Controlli e liti

Retroattivo il cumulo tra termini di adesione e sospensione feriale

La formulazione letterale della norma evidenzia la natura interpretativa della disposizione

di Laura Ambrosi

Il cumulo della sospensione feriale dei termini e dei 90 giorni previsti per la fase di adesione vale anche per il passato. A precisarlo è la Corte di cassazione con la sentenza n. 22724 depositata il 20 ottobre.

La vicenda trae origine dall'annosa questione sulla cumulabilità della pausa feriale con i termini di 90 giorni previsti per l'adesione. In passato si era posto il problema della cumulabilità con il periodo di sospensione feriale, atteso che quest'ultimo è disciplinato per il «decorso dei termini processuali» (articolo 1, legge 742/69).

La fase di adesione invece è squisitamente amministrativa, con la conseguenza che secondo una rigorosa interpretazione della norma, i 90 giorni non erano cumulabili con il citato periodo feriale. La Suprema corte (7386/2019, 7995/2016 e 11632/2015) aveva infatti, dichiarato l'inammissibilità dei ricorsi presentati con il cumulo dei termini (90 giorni di adesione più sospensione feriale), ritenendo la procedura amministrativa e non processuale. Le decisioni avevano generato non poche perplessità anche perché l'Agenzia, in plurimi documenti di prassi, aveva ritenuto cumulabili i due termini.

A dirimere la questione è poi intervenuto l'articolo 7-quater, comma 18 del Dl 193/2016 secondo cui i termini relativi all'adesione «si intendono cumulabili con il periodo di sospensione feriale dell'attività giurisdizionale».

Nell'ultima vicenda esaminata dalla Suprema corte, entrambi i giudici di merito dichiaravano inammissibile perché tardivo il ricorso proposto da una società entro il termine calcolato con il cumulo della pausa feriale all'adesione. L'impugnazione era stata proposta nel periodo antecedente all'entrata in vigore della norma che ha disciplinato il cumulo.

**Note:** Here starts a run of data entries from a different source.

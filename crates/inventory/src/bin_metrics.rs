//! Per-bin utilization, movement and value, plus zone grouping.

use std::collections::{BTreeMap, HashMap};

use chrono::{DateTime, Utc};
use serde::Serialize;

use stockquest_core::{BinId, Money, Sku};

use crate::catalog::Bin;
use crate::item::StockItem;

/// Zones shown on the floor plan even when no bins are assigned to them.
pub const BINLESS_ZONES: [&str; 4] = ["PRODUCTION", "SMT", "ASSEMBLY", "OUT"];

/// Floor-plan zone order. Zones not listed sort after these, alphabetically.
pub const ZONE_ORDER: [&str; 13] = [
    "A", "B", "C", "D", "E", "F", "G", "H", "OUT", "SMT", "PRODUCTION", "ASSEMBLY", "I",
];

const MILLIS_PER_DAY: f64 = 24.0 * 60.0 * 60.0 * 1000.0;

#[derive(Debug, Clone, PartialEq, Serialize)]
#[serde(rename_all = "camelCase")]
pub struct BinMetrics {
    pub bin_id: BinId,
    pub total_quantity: u64,
    /// Percent of capacity in use; may exceed 100.
    pub utilization: f64,
    /// Recency score capped at 100; recently touched entries weigh more.
    pub movement_score: f64,
    pub value: Money,
}

impl BinMetrics {
    pub fn empty(bin_id: BinId) -> Self {
        Self {
            bin_id,
            total_quantity: 0,
            utilization: 0.0,
            movement_score: 0.0,
            value: Money::ZERO,
        }
    }
}

/// Metrics for every bin, valuing holdings at the matching item's unit price.
pub fn bin_metrics(bins: &[Bin], items: &[StockItem], now: DateTime<Utc>) -> Vec<BinMetrics> {
    let prices: HashMap<&Sku, Money> = items.iter().map(|i| (&i.sku, i.value)).collect();
    bins.iter().map(|bin| metrics_for(bin, &prices, now)).collect()
}

fn metrics_for(bin: &Bin, prices: &HashMap<&Sku, Money>, now: DateTime<Utc>) -> BinMetrics {
    let total_quantity = bin.total_quantity();
    let utilization = if bin.capacity == 0 {
        0.0
    } else {
        total_quantity as f64 / f64::from(bin.capacity) * 100.0
    };

    let movement_score: f64 = bin
        .current_stock
        .iter()
        .map(|stock| {
            let days = (now - stock.last_updated).num_milliseconds() as f64 / MILLIS_PER_DAY;
            100.0 / days.max(1.0)
        })
        .sum();

    let value = bin
        .current_stock
        .iter()
        .map(|stock| prices.get(&stock.sku).copied().unwrap_or(Money::ZERO).times(stock.quantity))
        .sum();

    BinMetrics {
        bin_id: bin.id.clone(),
        total_quantity,
        utilization,
        movement_score: movement_score.min(100.0),
        value,
    }
}

/// Bins grouped by zone, in floor-plan order, including the bin-less zones.
pub fn zones(bins: &[Bin]) -> Vec<(String, Vec<&Bin>)> {
    let mut grouped: BTreeMap<&str, Vec<&Bin>> = BTreeMap::new();
    for zone in BINLESS_ZONES {
        grouped.entry(zone).or_default();
    }
    for bin in bins {
        grouped.entry(bin.zone.as_str()).or_default().push(bin);
    }

    let mut zones: Vec<(String, Vec<&Bin>)> = grouped
        .into_iter()
        .map(|(zone, bins)| (zone.to_string(), bins))
        .collect();
    zones.sort_by_key(|(zone, _)| zone_rank(zone));
    zones
}

fn zone_rank(zone: &str) -> (usize, String) {
    match ZONE_ORDER.iter().position(|z| *z == zone) {
        Some(rank) => (rank, String::new()),
        None => (ZONE_ORDER.len(), zone.to_string()),
    }
}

La Suprema corte ha innanzitutto rilevato il contrasto giurisprudenziale sull'applicazione retroattiva di tale norma. Infatti, con due pronunce del 2019 sono stati espressi principi contrari: l'ordinanza n. 5039/2019 aveva ammesso il cumulo, mentre la sentenza 7386/2019, depositata a poco più di 20 giorni dalla precedente, lo escludeva. I giudici di legittimità hanno ritenuto prevalente la tesi per cui la norma sia retroattiva. La formulazione letterale (in particolare con la locuzione «si intendono cumulabili») palesa la natura interpretativa della disposizione, valevole quindi anche per il passato. È pertanto auspicabile che anche i giudici di merito si uniformino a tale orientamento.